This article originally appeared in The Circle 03.15.
GWEN HOLDMANN is the Director of the Alaska Center for Energy and Power.
It was a blustery day in March when I drove up to the Banner Peak wind farm near Nome, Alaska with John Handeland, manager of Nome Joint Utilities. Nome is a community of 3600 residents located on the edge of the Bering Sea – a stronghold of humanity in a vast expanse of rolling hills, tundra, and taiga. Traditional subsistence hunting and fishing are still very much a way of life here.
My first trip to Nome was 15 years ago, as a competitor in the Iditarod Sled Dog Race. I placed 30th after 12 days traversing 1600 kilometers of Alaska wilderness – including the Alaska Range – hundreds of miles of headwinds up the Yukon River, and a scary crossing of sea ice at Norton Sound. The experience gave me an intuitive feel for the land, the vast distances and challenging terrain. It was also the start of my love affair with the Arctic, including a deep and abiding admiration for the people who call it home.

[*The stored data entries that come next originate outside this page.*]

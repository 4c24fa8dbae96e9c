//! Integration tests for the generalized eigenvalue decomposition
//! Exercises residuals, sorting, normalization and spectrum invariances

use geneig_rs::qz::{generalized_eigen, generalized_eigenvalues, GeneralizedEigen};
use ndarray::{arr2, Array2};
use num_complex::Complex;

/// Checks A * v = lambda * B * v component-wise for every returned pair,
/// including both members of each conjugate pair.
fn check_eigenpairs(a: &Array2<f64>, b: &Array2<f64>, eig: &GeneralizedEigen, tol: f64) {
    let n = a.nrows();
    let amax = a.iter().fold(0.0_f64, |m, x| m.max(x.abs()));
    let bmax = b.iter().fold(0.0_f64, |m, x| m.max(x.abs()));

    let mut j = 0;
    while j < n {
        let lambda = Complex::new(eig.values_re[j], eig.values_im[j]);
        let is_pair = eig.values_im[j] != 0.0;
        let v: Vec<Complex<f64>> = (0..n)
            .map(|i| {
                if is_pair {
                    Complex::new(eig.vectors[[i, j]], eig.vectors[[i, j + 1]])
                } else {
                    Complex::new(eig.vectors[[i, j]], 0.0)
                }
            })
            .collect();

        let scale = (amax + lambda.norm() * bmax) * n as f64;
        let mut members = vec![(lambda, v.clone())];
        if is_pair {
            members.push((lambda.conj(), v.iter().map(|c| c.conj()).collect()));
        }
        for (lam, vec) in members {
            for i in 0..n {
                let mut av = Complex::new(0.0, 0.0);
                let mut bv = Complex::new(0.0, 0.0);
                for k in 0..n {
                    av += a[[i, k]] * vec[k];
                    bv += b[[i, k]] * vec[k];
                }
                let r = av - lam * bv;
                assert!(
                    r.norm() <= tol * scale,
                    "residual {} for eigenvalue {} at component {}",
                    r.norm(),
                    lam,
                    i
                );
            }
        }

        j += if is_pair { 2 } else { 1 };
    }
}

fn pencil_3x3() -> (Array2<f64>, Array2<f64>) {
    let a = arr2(&[[1.0, 2.0, 3.0], [8.0, 1.0, 4.0], [3.0, 2.0, 3.0]]);
    let b = arr2(&[[5.0, 1.0, 1.0], [1.0, 5.0, 1.0], [1.0, 1.0, 5.0]]);
    (a, b)
}

#[test]
fn single_entry_pencil() {
    let a = arr2(&[[3.0]]);
    let b = arr2(&[[2.0]]);
    let eig = generalized_eigen(&a, &b).unwrap();
    assert!((eig.values_re[0] - 1.5).abs() < 1e-14);
    assert_eq!(eig.values_im[0], 0.0);
    assert_eq!(eig.vectors[[0, 0]], 1.0);
}

#[test]
fn diagonal_pencil_sorted_with_basis_vectors() {
    let a = arr2(&[[4.0, 0.0], [0.0, 9.0]]);
    let b = Array2::eye(2);
    let eig = generalized_eigen(&a, &b).unwrap();

    assert!((eig.values_re[0] - 9.0).abs() < 1e-12);
    assert!((eig.values_re[1] - 4.0).abs() < 1e-12);
    // eigenvector columns are the basis vectors in permuted order
    assert!((eig.vectors[[1, 0]].abs() - 1.0).abs() < 1e-12);
    assert!(eig.vectors[[0, 0]].abs() < 1e-12);
    assert!((eig.vectors[[0, 1]].abs() - 1.0).abs() < 1e-12);
    assert!(eig.vectors[[1, 1]].abs() < 1e-12);
}

#[test]
fn rotation_pencil_conjugate_pair() {
    let a = arr2(&[[0.0, -1.0], [1.0, 0.0]]);
    let b = Array2::eye(2);
    let eig = generalized_eigen(&a, &b).unwrap();

    assert!(eig.values_re[0].abs() < 1e-12);
    assert!(eig.values_re[1].abs() < 1e-12);
    assert!((eig.values_im[0] - 1.0).abs() < 1e-12);
    assert!((eig.values_im[1] + 1.0).abs() < 1e-12);
    check_eigenpairs(&a, &b, &eig, 1e-8);
}

#[test]
fn residuals_dense_3x3() {
    let (a, b) = pencil_3x3();
    let eig = generalized_eigen(&a, &b).unwrap();
    check_eigenpairs(&a, &b, &eig, 1e-8);
}

#[test]
fn residuals_4x4_with_complex_block() {
    let a = arr2(&[
        [0.0, -1.0, 0.0, 0.0],
        [1.0, 0.0, 0.0, 0.0],
        [0.0, 0.0, 5.0, 1.0],
        [0.0, 0.0, 0.0, 3.0],
    ]);
    let b = Array2::eye(4);
    let eig = generalized_eigen(&a, &b).unwrap();

    assert!((eig.values_re[0] - 5.0).abs() < 1e-10);
    assert!((eig.values_re[1] - 3.0).abs() < 1e-10);
    assert!((eig.values_im[2] - 1.0).abs() < 1e-10);
    assert!((eig.values_im[3] + 1.0).abs() < 1e-10);
    check_eigenpairs(&a, &b, &eig, 1e-8);
}

#[test]
fn residuals_dense_4x4() {
    let a = arr2(&[
        [1.0, 2.0, 3.0, 4.0],
        [-2.0, 1.0, 0.0, 1.0],
        [0.0, 3.0, 2.0, -1.0],
        [1.0, 0.0, 1.0, 1.0],
    ]);
    let b = arr2(&[
        [6.0, 1.0, 0.0, 1.0],
        [1.0, 7.0, 1.0, 0.0],
        [0.0, 1.0, 8.0, 1.0],
        [1.0, 0.0, 1.0, 9.0],
    ]);
    let eig = generalized_eigen(&a, &b).unwrap();
    check_eigenpairs(&a, &b, &eig, 1e-8);
}

#[test]
fn determinant_vanishes_at_eigenvalues() {
    let (a, b) = pencil_3x3();
    let (re, im) = generalized_eigenvalues(&a, &b).unwrap();
    let amax = a.iter().fold(0.0_f64, |m, x| m.max(x.abs()));
    let bmax = b.iter().fold(0.0_f64, |m, x| m.max(x.abs()));

    for j in 0..3 {
        let lambda = Complex::new(re[j], im[j]);
        // entries of A - lambda * B
        let m: Vec<Vec<Complex<f64>>> = (0..3)
            .map(|i| (0..3).map(|k| a[[i, k]] - lambda * b[[i, k]]).collect())
            .collect();
        let det = m[0][0] * (m[1][1] * m[2][2] - m[1][2] * m[2][1])
            - m[0][1] * (m[1][0] * m[2][2] - m[1][2] * m[2][0])
            + m[0][2] * (m[1][0] * m[2][1] - m[1][1] * m[2][0]);
        let scale = amax + lambda.norm() * bmax;
        assert!(
            det.norm() <= 1e-6 * scale.powi(3),
            "det residual {} for eigenvalue {}",
            det.norm(),
            lambda
        );
    }
}

#[test]
fn eigenvectors_are_normalized() {
    for (a, b) in [
        pencil_3x3(),
        (
            arr2(&[
                [0.0, -1.0, 0.0, 0.0],
                [1.0, 0.0, 0.0, 0.0],
                [0.0, 0.0, 5.0, 1.0],
                [0.0, 0.0, 0.0, 3.0],
            ]),
            Array2::eye(4),
        ),
    ] {
        let n = a.nrows();
        let eig = generalized_eigen(&a, &b).unwrap();
        let mut j = 0;
        while j < n {
            if eig.values_im[j] != 0.0 {
                // joint normalization of the conjugate pair columns
                let max_mod = (0..n)
                    .map(|i| eig.vectors[[i, j]].hypot(eig.vectors[[i, j + 1]]))
                    .fold(0.0_f64, f64::max);
                assert!((max_mod - 1.0).abs() < 1e-12, "pair modulus {}", max_mod);
                j += 2;
            } else {
                let max_abs = (0..n)
                    .map(|i| eig.vectors[[i, j]].abs())
                    .fold(0.0_f64, f64::max);
                assert!((max_abs - 1.0).abs() < 1e-12, "column max {}", max_abs);
                j += 1;
            }
        }
    }
}

#[test]
fn spectrum_is_permutation_invariant() {
    let (a, b) = pencil_3x3();
    // cyclic permutation applied consistently to rows and columns of both
    let p = [2usize, 0, 1];
    let mut ap = Array2::zeros((3, 3));
    let mut bp = Array2::zeros((3, 3));
    for i in 0..3 {
        for j in 0..3 {
            ap[[i, j]] = a[[p[i], p[j]]];
            bp[[i, j]] = b[[p[i], p[j]]];
        }
    }

    let (re1, im1) = generalized_eigenvalues(&a, &b).unwrap();
    let (re2, im2) = generalized_eigenvalues(&ap, &bp).unwrap();

    let mut s1: Vec<(f64, f64)> = re1.iter().zip(im1.iter()).map(|(&r, &i)| (r, i)).collect();
    let mut s2: Vec<(f64, f64)> = re2.iter().zip(im2.iter()).map(|(&r, &i)| (r, i)).collect();
    let key = |x: &(f64, f64), y: &(f64, f64)| {
        x.0.total_cmp(&y.0).then_with(|| x.1.total_cmp(&y.1))
    };
    s1.sort_by(key);
    s2.sort_by(key);

    for (v1, v2) in s1.iter().zip(s2.iter()) {
        assert!(
            (v1.0 - v2.0).abs() < 1e-7 && (v1.1 - v2.1).abs() < 1e-7,
            "spectra differ: {:?} vs {:?}",
            v1,
            v2
        );
    }
}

On this trip, as John and I approached Banner Peak, we could see a crew of workers braving the wind chill to fix the tip brakes on several older model wind turbines that are notorious for having issues in the cold, dense arctic air. Dwarfing these older turbines were two larger, 900kW units better suited to arctic conditions, including direct drives and permanent magnet generators, and black blades designed to absorb heat during the short daylight hours and reduce formation of ice on the blades.
The wind farm represents a partnership between Nome Joint Utilities and Bering Straits (regional) and Sitnasuak (village) Native Corporations, which used private funding to install the original wind farm six years ago. The newer turbines were installed in 2014, supported in part through the Alaska Renewable Energy Fund. This program has funded about three quarters of Alaska’s 70-plus, community-scale renewable energy systems. More than half are wind projects but include small hydro, wind, geothermal, biomass and solar.
Back in the office, John proudly showed me a screenshot from their SCADA (supervisory controller and data acquisition system) that had been taken the previous week. It had been a windy day, and showed that at the moment the screen shot was taken, 50 per cent of Nome’s power was being produced by wind power. For a utility operator in most places, to achieve 50 per cent of their power produced from a variable renewable resource such as wind would be a scary proposition. But in Alaska, this is a common occurrence and necessitated by the fact there is no transmission grid connecting the roughly 250 remote communities in the Alaska ‘bush’. The energy must be consumed where it is produced, and when it is produced. No small feat and John needed to balance a number of both technical and regulatory factors to do it. For example, he can’t run his largest diesel units below 50 per cent of their rated capacity or he could risk being out of compliance with EPA emissions standards – resulting in the ironic situation where John needs to spill wind power and burn diesel when his loads are low and wind speeds high.
The Alaska Center for Energy and Power is working with John to assess how he can optimally manage his diesel fleet, and possibly add a small amount of energy storage, to maximize use of the wind resource. In addition, we conducted a multi-year resource evaluation of a local geothermal resource with over a dozen local partners to determine whether it could supply base load power to the Nome grid. The result was Nome’s second Power Purchase Agreement signed with a private developer, to commit to purchasing 2MW of base load power if (or when) the resources is developed.
Other communities in Alaska are pushing the envelope even further – to the point of being able to turn off the diesel generators entirely when adequate renewably generated power is available. This is accomplished in part by demand management – in particular, dumping excess wind energy into heating loads such as space heating or hot water heating to maintain power quality and that perfect balance between power generated, and power consumed.
The innovation required to design, develop, operate and maintain these high penetration renewable energy systems has led Alaska to quietly become a leader in the development and operation of microgrids – especially microgrids integrating renewable generation. Today, Alaska is home to 12 per cent of the world’s microgrids powered by renewable energy systems, and has more than 2 million hours of continual operating experience for these types of systems. Over 100 small businesses, as well as the Alaska Center for Energy and Power, have gained expertise in this sector and are now venturing out to test global markets for renewably-powered microgrids. Alaskans are now working in such far-flung locations as the South Pacific, Antarctica, and Africa. The Alaska Center for Energy and Power is working with these businesses to develop an organized strategy we hope will lead to a new sort of Alaska export economy – one based on knowledge export, rather than export of non-renewable resources such as crude oil and natural gas.